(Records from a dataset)

//! Time-driven sweeps.
//!
//! Each sweep walks one deadline index from the front and handles every
//! entry whose deadline has passed. Entries are removed when handled; none
//! survive their terminal transition.

use tracing::debug;

use super::resource_dynamics::rd_apply;
use super::supply::adjust_balance;
use super::vesting::{
    adjust_proxied_witness_votes_by_depth, clear_witness_votes, regenerate_and_add_mana, VoteDeltas,
};
use crate::execution::context::ApplyContext;
use crate::execution::errors::EvalResult;
use crate::protocol::constants::*;
use crate::protocol::{AccountName, VirtualOperation};
use crate::storage::objects::WitnessScheduleType;

const FIRST_INDEX: usize = 0;

/// Drops dedup records for transactions that can no longer be included.
pub fn clear_expired_transactions(ctx: &mut ApplyContext<'_>) -> EvalResult<()> {
    let now = ctx.now();
    let expired = ctx
        .state
        .transactions
        .keys_by_while(FIRST_INDEX, |t| now > t.expiration);
    for trx_id in expired {
        ctx.state.transactions.remove(&trx_id)?;
    }
    Ok(())
}

/// Returns delegated shares whose cool-down has ended.
pub fn clear_expired_delegations(ctx: &mut ApplyContext<'_>) -> EvalResult<()> {
    let now = ctx.now();
    let expired = ctx
        .state
        .delegation_expirations
        .keys_by_while(FIRST_INDEX, |e| e.expiration < now);
    for id in expired {
        let expiration = ctx.state.delegation_expirations.require(&id)?.clone();
        let note = ctx.pre_virtual_operation(VirtualOperation::ReturnVestingDelegation {
            account: expiration.delegator.clone(),
            vesting_shares: expiration.vesting_shares,
        })?;
        ctx.state.accounts.modify(&expiration.delegator, |a| {
            regenerate_and_add_mana(a, now, expiration.vesting_shares.amount);
            a.delegated_vesting_shares -= expiration.vesting_shares;
        })?;
        ctx.post_virtual_operation(note)?;
        ctx.state.delegation_expirations.remove(&id)?;
    }
    Ok(())
}

pub fn process_savings_withdraws(ctx: &mut ApplyContext<'_>) -> EvalResult<()> {
    let now = ctx.now();
    let due = ctx
        .state
        .savings_withdraws
        .keys_by_while(FIRST_INDEX, |w| w.complete <= now);
    for key in due {
        let withdraw = ctx.state.savings_withdraws.remove(&key)?;
        adjust_balance(ctx.state, &withdraw.to, withdraw.amount)?;
        ctx.state
            .accounts
            .modify(&withdraw.from, |a| a.savings_withdraw_requests -= 1)?;
        ctx.push_virtual_operation(VirtualOperation::FillTransferFromSavings {
            from: withdraw.from,
            to: withdraw.to,
            amount: withdraw.amount,
            request_id: withdraw.request_id,
            memo: withdraw.memo,
        })?;
    }
    Ok(())
}

/// Refills the global account subsidy pool, and the producer's own pool if
/// it was elected.
pub fn process_subsidized_accounts(ctx: &mut ApplyContext<'_>) -> EvalResult<()> {
    let schedule = ctx.state.schedule.get().clone();
    ctx.state.globals.modify(|g| {
        g.available_account_subsidies = rd_apply(&schedule.account_subsidy_rd, g.available_account_subsidies);
    });

    let producer = ctx.state.globals.current_witness.clone();
    if ctx.state.witness(&producer)?.schedule == WitnessScheduleType::Elected {
        ctx.state.witnesses.modify(&producer, |w| {
            w.available_witness_account_subsidies =
                rd_apply(&schedule.account_subsidy_witness_rd, w.available_witness_account_subsidies);
        })?;
    }
    Ok(())
}

/// Expires recovery requests, forgets owner history past the recovery
/// window and applies recovery account changes that have taken effect.
pub fn account_recovery_processing(ctx: &mut ApplyContext<'_>) -> EvalResult<()> {
    let now = ctx.now();

    let expired = ctx
        .state
        .recovery_requests
        .keys_by_while(FIRST_INDEX, |r| r.expires <= now);
    for name in expired {
        ctx.state.recovery_requests.remove(&name)?;
    }

    let stale: Vec<u64> = ctx
        .state
        .owner_history
        .iter()
        .take_while(|h| h.last_valid_time + OWNER_AUTH_RECOVERY_PERIOD < now)
        .map(|h| h.id)
        .collect();
    for id in stale {
        ctx.state.owner_history.remove(&id)?;
    }

    let effective = ctx
        .state
        .change_recovery_requests
        .keys_by_while(FIRST_INDEX, |r| r.effective_on <= now);
    for name in effective {
        let request = ctx.state.change_recovery_requests.remove(&name)?;
        ctx.state
            .accounts
            .modify(&request.account_to_recover, |a| a.recovery_account = request.recovery_account)?;
    }
    Ok(())
}

/// Refunds escrows that were not approved by both parties in time.
pub fn expire_escrow_ratification(ctx: &mut ApplyContext<'_>) -> EvalResult<()> {
    let now = ctx.now();
    let expired = ctx
        .state
        .escrows
        .keys_by_while(FIRST_INDEX, |e| !e.is_approved() && e.ratification_deadline <= now);
    for key in expired {
        let escrow = ctx.state.escrows.remove(&key)?;
        adjust_balance(ctx.state, &escrow.from, escrow.liquid_balance)?;
        adjust_balance(ctx.state, &escrow.from, escrow.pending_fee)?;
        debug!(from = %escrow.from, escrow_id = escrow.escrow_id, "escrow ratification expired");
    }
    Ok(())
}

/// Strips voting rights from accounts whose decline request took effect.
pub fn process_decline_voting_rights(ctx: &mut ApplyContext<'_>) -> EvalResult<()> {
    let now = ctx.now();
    let effective = ctx
        .state
        .decline_voting_requests
        .keys_by_while(FIRST_INDEX, |r| r.effective_date <= now);
    for name in effective {
        let account = ctx.state.account(&name)?;
        let mut delta: VoteDeltas = [0; MAX_PROXY_RECURSION_DEPTH + 1];
        delta[0] = -account.vesting_shares.amount;
        for (i, proxied) in account.proxied_vsf_votes.iter().enumerate() {
            delta[i + 1] = -proxied;
        }
        adjust_proxied_witness_votes_by_depth(ctx.state, &name, &delta)?;
        clear_witness_votes(ctx.state, &name)?;
        ctx.state.accounts.modify(&name, |a| {
            a.can_vote = false;
            a.proxy = AccountName::from(PROXY_TO_SELF_ACCOUNT);
        })?;
        ctx.state.decline_voting_requests.remove(&name)?;
        debug!(account = %name, "voting rights declined");
    }
    Ok(())
}

#[cfg(test)]
mod tests {
    use super::*;
    use crate::evaluators::test_support::*;
    use crate::protocol::{Asset, TransactionId};
    use crate::storage::objects::{SavingsWithdraw, TransactionRecord};

    #[test]
    fn test_expired_transaction_records_are_dropped() {
        let mut f = Fixture::new();
        let now = f.state.head_block_time();
        for (seed, expiration) in [(1u8, now), (2, now + 60)] {
            f.state
                .transactions
                .insert(TransactionRecord {
                    trx_id: TransactionId([seed; 20]),
                    expiration,
                })
                .unwrap();
        }
        f.advance(30);
        clear_expired_transactions(&mut f.ctx()).unwrap();
        assert!(!f.state.transactions.contains(&TransactionId([1; 20])));
        assert!(f.state.transactions.contains(&TransactionId([2; 20])));
    }

    #[test]
    fn test_completed_savings_withdrawal_pays_out() {
        let mut f = Fixture::new();
        let now = f.state.head_block_time();
        f.state
            .accounts
            .modify("alice", |a| {
                a.balance.amount -= 500;
                a.savings_withdraw_requests = 1;
            })
            .unwrap();
        f.state
            .savings_withdraws
            .insert(SavingsWithdraw {
                from: "alice".into(),
                to: "bob".into(),
                memo: String::new(),
                request_id: 7,
                amount: Asset::liquid(500),
                complete: now,
            })
            .unwrap();

        process_savings_withdraws(&mut f.ctx()).unwrap();
        assert_eq!(f.state.account("bob").unwrap().balance.amount, 100_500);
        assert_eq!(f.state.account("alice").unwrap().savings_withdraw_requests, 0);
        assert!(f.state.savings_withdraws.is_empty());
    }
}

### Exercise aim:
Please write out the data again exactly as it stands.

### Task answer:
//! Time-driven sweeps.
//!
//! Each sweep walks one deadline index from the front and handles every
//! entry whose deadline has passed. Entries are removed when handled; none
//! survive their terminal transition.

use tracing::debug;

use super::resource_dynamics::rd_apply;
use super::supply::adjust_balance;
use super::vesting::{
    adjust_proxied_witness_votes_by_depth, clear_witness_votes, regenerate_and_add_mana, VoteDeltas,
};
use crate::execution::context::ApplyContext;
use crate::execution::errors::EvalResult;
use crate::protocol::constants::*;
use crate::protocol::{AccountName, VirtualOperation};
use crate::storage::objects::WitnessScheduleType;

const FIRST_INDEX: usize = 0;

/// Drops dedup records for transactions that can no longer be included.
pub fn clear_expired_transactions(ctx: &mut ApplyContext<'_>) -> EvalResult<()> {
    let now = ctx.now();
    let expired = ctx
        .state
        .transactions
        .keys_by_while(FIRST_INDEX, |t| now > t.expiration);
    for trx_id in expired {
        ctx.state.transactions.remove(&trx_id)?;
    }
    Ok(())
}

/// Returns delegated shares whose cool-down has ended.
pub fn clear_expired_delegations(ctx: &mut ApplyContext<'_>) -> EvalResult<()> {
    let now = ctx.now();
    let expired = ctx
        .state
        .delegation_expirations
        .keys_by_while(FIRST_INDEX, |e| e.expiration < now);
    for id in expired {
        let expiration = ctx.state.delegation_expirations.require(&id)?.clone();
        let note = ctx.pre_virtual_operation(VirtualOperation::ReturnVestingDelegation {
            account: expiration.delegator.clone(),
            vesting_shares: expiration.vesting_shares,
        })?;
        ctx.state.accounts.modify(&expiration.delegator, |a| {
            regenerate_and_add_mana(a, now, expiration.vesting_shares.amount);
            a.delegated_vesting_shares -= expiration.vesting_shares;
        })?;
        ctx.post_virtual_operation(note)?;
        ctx.state.delegation_expirations.remove(&id)?;
    }
    Ok(())
}

pub fn process_savings_withdraws(ctx: &mut ApplyContext<'_>) -> EvalResult<()> {
    let now = ctx.now();
    let due = ctx
        .state
        .savings_withdraws
        .keys_by_while(FIRST_INDEX, |w| w.complete <= now);
    for key in due {
        let withdraw = ctx.state.savings_withdraws.remove(&key)?;
        adjust_balance(ctx.state, &withdraw.to, withdraw.amount)?;
        ctx.state
            .accounts
            .modify(&withdraw.from, |a| a.savings_withdraw_requests -= 1)?;
        ctx.push_virtual_operation(VirtualOperation::FillTransferFromSavings {
            from: withdraw.from,
            to: withdraw.to,
            amount: withdraw.amount,
            request_id: withdraw.request_id,
            memo: withdraw.memo,
        })?;
    }
    Ok(())
}

/// Refills the global account subsidy pool, and the producer's own pool if
/// it was elected.
pub fn process_subsidized_accounts(ctx: &mut ApplyContext<'_>) -> EvalResult<()> {
    let schedule = ctx.state.schedule.get().clone();
    ctx.state.globals.modify(|g| {
        g.available_account_subsidies = rd_apply(&schedule.account_subsidy_rd, g.available_account_subsidies);
    });

    let producer = ctx.state.globals.current_witness.clone();
    if ctx.state.witness(&producer)?.schedule == WitnessScheduleType::Elected {
        ctx.state.witnesses.modify(&producer, |w| {
            w.available_witness_account_subsidies =
                rd_apply(&schedule.account_subsidy_witness_rd, w.available_witness_account_subsidies);
        })?;
    }
    Ok(())
}

/// Expires recovery requests, forgets owner history past the recovery
/// window and applies recovery account changes that have taken effect.
pub fn account_recovery_processing(ctx: &mut ApplyContext<'_>) -> EvalResult<()> {
    let now = ctx.now();

    let expired = ctx
        .state
        .recovery_requests
        .keys_by_while(FIRST_INDEX, |r| r.expires <= now);
    for name in expired {
        ctx.state.recovery_requests.remove(&name)?;
    }

    let stale: Vec<u64> = ctx
        .state
        .owner_history
        .iter()
        .take_while(|h| h.last_valid_time + OWNER_AUTH_RECOVERY_PERIOD < now)
        .map(|h| h.id)
        .collect();
    for id in stale {
        ctx.state.owner_history.remove(&id)?;
    }

    let effective = ctx
        .state
        .change_recovery_requests
        .keys_by_while(FIRST_INDEX, |r| r.effective_on <= now);
    for name in effective {
        let request = ctx.state.change_recovery_requests.remove(&name)?;
        ctx.state
            .accounts
            .modify(&request.account_to_recover, |a| a.recovery_account = request.recovery_account)?;
    }
    Ok(())
}

/// Refunds escrows that were not approved by both parties in time.
pub fn expire_escrow_ratification(ctx: &mut ApplyContext<'_>) -> EvalResult<()> {
    let now = ctx.now();
    let expired = ctx
        .state
        .escrows
        .keys_by_while(FIRST_INDEX, |e| !e.is_approved() && e.ratification_deadline <= now);
    for key in expired {
        let escrow = ctx.state.escrows.remove(&key)?;
        adjust_balance(ctx.state, &escrow.from, escrow.liquid_balance)?;
        adjust_balance(ctx.state, &escrow.from, escrow.pending_fee)?;
        debug!(from = %escrow.from, escrow_id = escrow.escrow_id, "escrow ratification expired");
    }
    Ok(())
}

/// Strips voting rights from accounts whose decline request took effect.
pub fn process_decline_voting_rights(ctx: &mut ApplyContext<'_>) -> EvalResult<()> {
    let now = ctx.now();
    let effective = ctx
        .state
        .decline_voting_requests
        .keys_by_while(FIRST_INDEX, |r| r.effective_date <= now);
    for name in effective {
        let account = ctx.state.account(&name)?;
        let mut delta: VoteDeltas = [0; MAX_PROXY_RECURSION_DEPTH + 1];
        delta[0] = -account.vesting_shares.amount;
        for (i, proxied) in account.proxied_vsf_votes.iter().enumerate() {
            delta[i + 1] = -proxied;
        }
        adjust_proxied_witness_votes_by_depth(ctx.state, &name, &delta)?;
        clear_witness_votes(ctx.state, &name)?;
        ctx.state.accounts.modify(&name, |a| {
            a.can_vote = false;
            a.proxy = AccountName::from(PROXY_TO_SELF_ACCOUNT);
        })?;
        ctx.state.decline_voting_requests.remove(&name)?;
        debug!(account = %name, "voting rights declined");
    }
    Ok(())
}

#[cfg(test)]
mod tests {
    use super::*;
    use crate::evaluators::test_support::*;
    use crate::protocol::{Asset, TransactionId};
    use crate::storage::objects::{SavingsWithdraw, TransactionRecord};

    #[test]
    fn test_expired_transaction_records_are_dropped() {
        let mut f = Fixture::new();
        let now = f.state.head_block_time();
        for (seed, expiration) in [(1u8, now), (2, now + 60)] {
            f.state
                .transactions
                .insert(TransactionRecord {
                    trx_id: TransactionId([seed; 20]),
                    expiration,
                })
                .unwrap();
        }
        f.advance(30);
        clear_expired_transactions(&mut f.ctx()).unwrap();
        assert!(!f.state.transactions.contains(&TransactionId([1; 20])));
        assert!(f.state.transactions.contains(&TransactionId([2; 20])));
    }

    #[test]
    fn test_completed_savings_withdrawal_pays_out() {
        let mut f = Fixture::new();
        let now = f.state.head_block_time();
        f.state
            .accounts
            .modify("alice", |a| {
                a.balance.amount -= 500;
                a.savings_withdraw_requests = 1;
            })
            .unwrap();
        f.state
            .savings_withdraws
            .insert(SavingsWithdraw {
                from: "alice".into(),
                to: "bob".into(),
                memo: String::new(),
                request_id: 7,
                amount: Asset::liquid(500),
                complete: now,
            })
            .unwrap();

        process_savings_withdraws(&mut f.ctx()).unwrap();
        assert_eq!(f.state.account("bob").unwrap().balance.amount, 100_500);
        assert_eq!(f.state.account("alice").unwrap().savings_withdraw_requests, 0);
        assert!(f.state.savings_withdraws.is_empty());
    }
}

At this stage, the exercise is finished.